» **Task**
If a line of the records holds the word "RowCounts", copy it out.

» **Data for review**
Content starts
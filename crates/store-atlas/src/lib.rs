//! Store Directory Pipeline Library
//!
//! Cleans a retail store-location directory, scopes it to single countries
//! and summarizes it, built with Rust and Polars.
//!
//! # Overview
//!
//! - **Table Store**: every column read as text, empty fields as nulls
//! - **Cleaning**: missing cities filled from the state/province column,
//!   brand labels collapsed onto one canonical brand
//! - **Scoping**: copy-out sub-tables for an inspected and a focus country
//! - **Statistics**: distinct stores and countries, most frequent country
//!   and city, top-N frequency series
//! - **Reporting**: a one-sentence summary, text bar charts and a JSON run
//!   report
//!
//! # Quick Start
//!
//! ```rust,ignore
//! use store_atlas::{AtlasConfig, Pipeline, ReportFormatter};
//!
//! let config = AtlasConfig::builder()
//!     .input_file("directory.csv")
//!     .focus_country("CN")
//!     .build()?;
//!
//! let result = Pipeline::builder()
//!     .config(config)
//!     .on_progress(|update| {
//!         println!("[{:.0}%] {}", update.progress * 100.0, update.message);
//!     })
//!     .build()?
//!     .run()?;
//!
//! println!("{}", ReportFormatter::format(&result.data.statistics));
//! ```
//!
//! # Library Use Without Files
//!
//! [`Pipeline::process`] runs the cleaning and summarizing stages on a table
//! that is already in memory and performs no I/O:
//!
//! ```rust,ignore
//! let table = StoreTable::from_csv_text(text)?;
//! let data = Pipeline::builder().build()?.process(table)?;
//! assert!(data.cleaned.column_nulls().is_empty());
//! ```

pub mod aggregate;
pub mod chart;
pub mod config;
pub mod error;
pub mod persist;
pub mod pipeline;
pub mod reporting;
pub mod table;
pub mod transform;
pub mod types;

// Re-exports for convenient access
pub use aggregate::{Aggregator, Frequency, StatisticsRecord};
pub use chart::{BarChart, ChartRenderer, Orientation, TextChartRenderer, render_text};
pub use config::{AtlasConfig, AtlasConfigBuilder, ColumnRoles, ConfigValidationError};
pub use error::{AtlasError, Result as AtlasResult, ResultExt};
pub use persist::save_csv;
pub use pipeline::{
    ClosureProgressReporter, Pipeline, PipelineBuilder, PipelineStage, ProgressReporter,
    ProgressUpdate,
};
pub use reporting::{ReportFormatter, ReportGenerator, RowCounts, RunReport};
pub use table::{Row, Rows, StoreTable};
pub use transform::{TransformEngine, ValueMap, fill_missing, uniform_value_map};
pub use types::{PipelineResult, ProcessedData};
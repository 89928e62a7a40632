//! Report generation module.
//!
//! [`ReportFormatter`] turns a [`StatisticsRecord`](crate::StatisticsRecord)
//! into the one-sentence summary printed at the end of a run.
//! [`RunReport`] is the machine-readable record of a whole run, used for:
//! - JSON output to stdout (`--json` CLI flag)
//! - JSON file output (`--emit-report` CLI flag)
//! - Programmatic access in library mode
//!
//! # Example
//!
//! ```rust,ignore
//! use store_atlas::reporting::ReportGenerator;
//!
//! let report = ReportGenerator::build_run_report(&pipeline_result, &config);
//! println!("{}", serde_json::to_string_pretty(&report)?);
//! ReportGenerator::write_report_to_file(&report, "output/run_report.json")?;
//! ```

mod formatter;
mod generator;

pub use formatter::ReportFormatter;
pub use generator::{ReportGenerator, RowCounts, RunReport};
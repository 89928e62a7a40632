//! Pipeline module.
//!
//! This module provides the store pipeline and its progress reporting.

mod builder;
pub mod progress;

pub use builder::{Pipeline, PipelineBuilder};
pub use progress::{ClosureProgressReporter, PipelineStage, ProgressReporter, ProgressUpdate};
Content ends
» **Result**
pub use reporting::{ReportFormatter, ReportGenerator, RowCounts, RunReport};
pub use generator::{ReportGenerator, RowCounts, RunReport};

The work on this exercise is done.